Directions for this task: One number is the whole answer: the tally of lines in the records below that contain "NodeId".

Collected data entries
****************

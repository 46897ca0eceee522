//! Succession risk of filled nodes

use orgd_matching::NodeAssignment;
use orgd_model::{NodeId, PersonId};
use orgd_store::OrgChart;
use serde::Serialize;

/// How exposed a node is to losing its incumbents
#[derive(Debug, Clone, Copy, PartialEq, Eq, PartialOrd, Ord, Serialize)]
#[serde(rename_all = "lowercase")]
pub enum RiskLevel {
    /// Two or more successors
    Low,
    /// One successor
    Medium,
    /// No successor
    High,
}

impl RiskLevel {
    /// Risk for a successor count
    #[must_use]
    pub fn from_successors(count: usize) -> Self {
        match count {
            0 => RiskLevel::High,
            1 => RiskLevel::Medium,
            _ => RiskLevel::Low,
        }
    }
}

impl std::fmt::Display for RiskLevel {
    fn fmt(&self, f: &mut std::fmt::Formatter<'_>) -> std::fmt::Result {
        f.write_str(match self {
            RiskLevel::Low => "low",
            RiskLevel::Medium => "medium",
            RiskLevel::High => "high",
        })
    }
}

/// Succession outlook of one filled node
#[derive(Debug, Clone, PartialEq, Eq, Serialize)]
#[serde(rename_all = "camelCase")]
pub struct SuccessionRisk {
    /// Node
    pub node: NodeId,
    /// Node title
    pub title: String,
    /// People sitting on the node
    pub incumbents: Vec<PersonId>,
    /// People who could step in
    pub successors: Vec<PersonId>,
    /// Risk derived from the successor count
    pub risk: RiskLevel,
}

/// Succession risk of every filled node, in node order
///
/// A successor is anyone off the node who is not "Not Available" and holds
/// one of the node's required skills; with no required skills, every such
/// person qualifies.
#[must_use]
pub fn succession_risks(chart: &OrgChart) -> Vec<SuccessionRisk> {
    chart
        .nodes
        .iter()
        .filter_map(|node| {
            let assignment = NodeAssignment::resolve(node, &chart.roles, &chart.personnel);
            if assignment.personnel.is_empty() {
                return None;
            }
            let required = assignment.required_skills();

            let successors: Vec<PersonId> = chart
                .personnel
                .iter()
                .filter(|p| !node.has_person(&p.id) && p.availability.is_assignable())
                .filter(|p| required.is_empty() || p.skills.iter().any(|s| required.contains(s)))
                .map(|p| p.id.clone())
                .collect();

            Some(SuccessionRisk {
                node: node.id.clone(),
                title: node.title.clone(),
                incumbents: assignment.personnel.iter().map(|p| p.id.clone()).collect(),
                risk: RiskLevel::from_successors(successors.len()),
                successors,
            })
        })
        .collect()
}

#[cfg(test)]
mod tests {
    use super::*;
    use orgd_test_utils::{plant_nodes, plant_personnel, plant_roles};
    use pretty_assertions::assert_eq;

    #[test]
    fn plant_risks() {
        let chart = OrgChart::new()
            .with_roles(plant_roles())
            .with_personnel(plant_personnel())
            .with_nodes(plant_nodes());
        let risks = succession_risks(&chart);

        let nodes: Vec<&str> = risks.iter().map(|r| r.node.as_str()).collect();
        assert_eq!(nodes, vec!["n-plant", "n-ops", "n-floor"]);

        // Eli holds lean but is Not Available
        assert_eq!(risks[0].risk, RiskLevel::High);
        assert!(risks[0].successors.is_empty());

        // Scheduler adds no skills, so Fay does not qualify
        assert_eq!(
            risks[1].successors,
            vec![PersonId::from("p-cai")]
        );
        assert_eq!(risks[1].risk, RiskLevel::Medium);

        // Cai and Dev hold cnc
        assert_eq!(
            risks[2].successors,
            vec![PersonId::from("p-cai"), PersonId::from("p-dev")]
        );
        assert_eq!(risks[2].risk, RiskLevel::Low);
    }

    #[test]
    fn thresholds() {
        assert_eq!(RiskLevel::from_successors(0), RiskLevel::High);
        assert_eq!(RiskLevel::from_successors(1), RiskLevel::Medium);
        assert_eq!(RiskLevel::from_successors(7), RiskLevel::Low);
        assert!(RiskLevel::High > RiskLevel::Low);
    }
}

****************

Solution to the problem: 2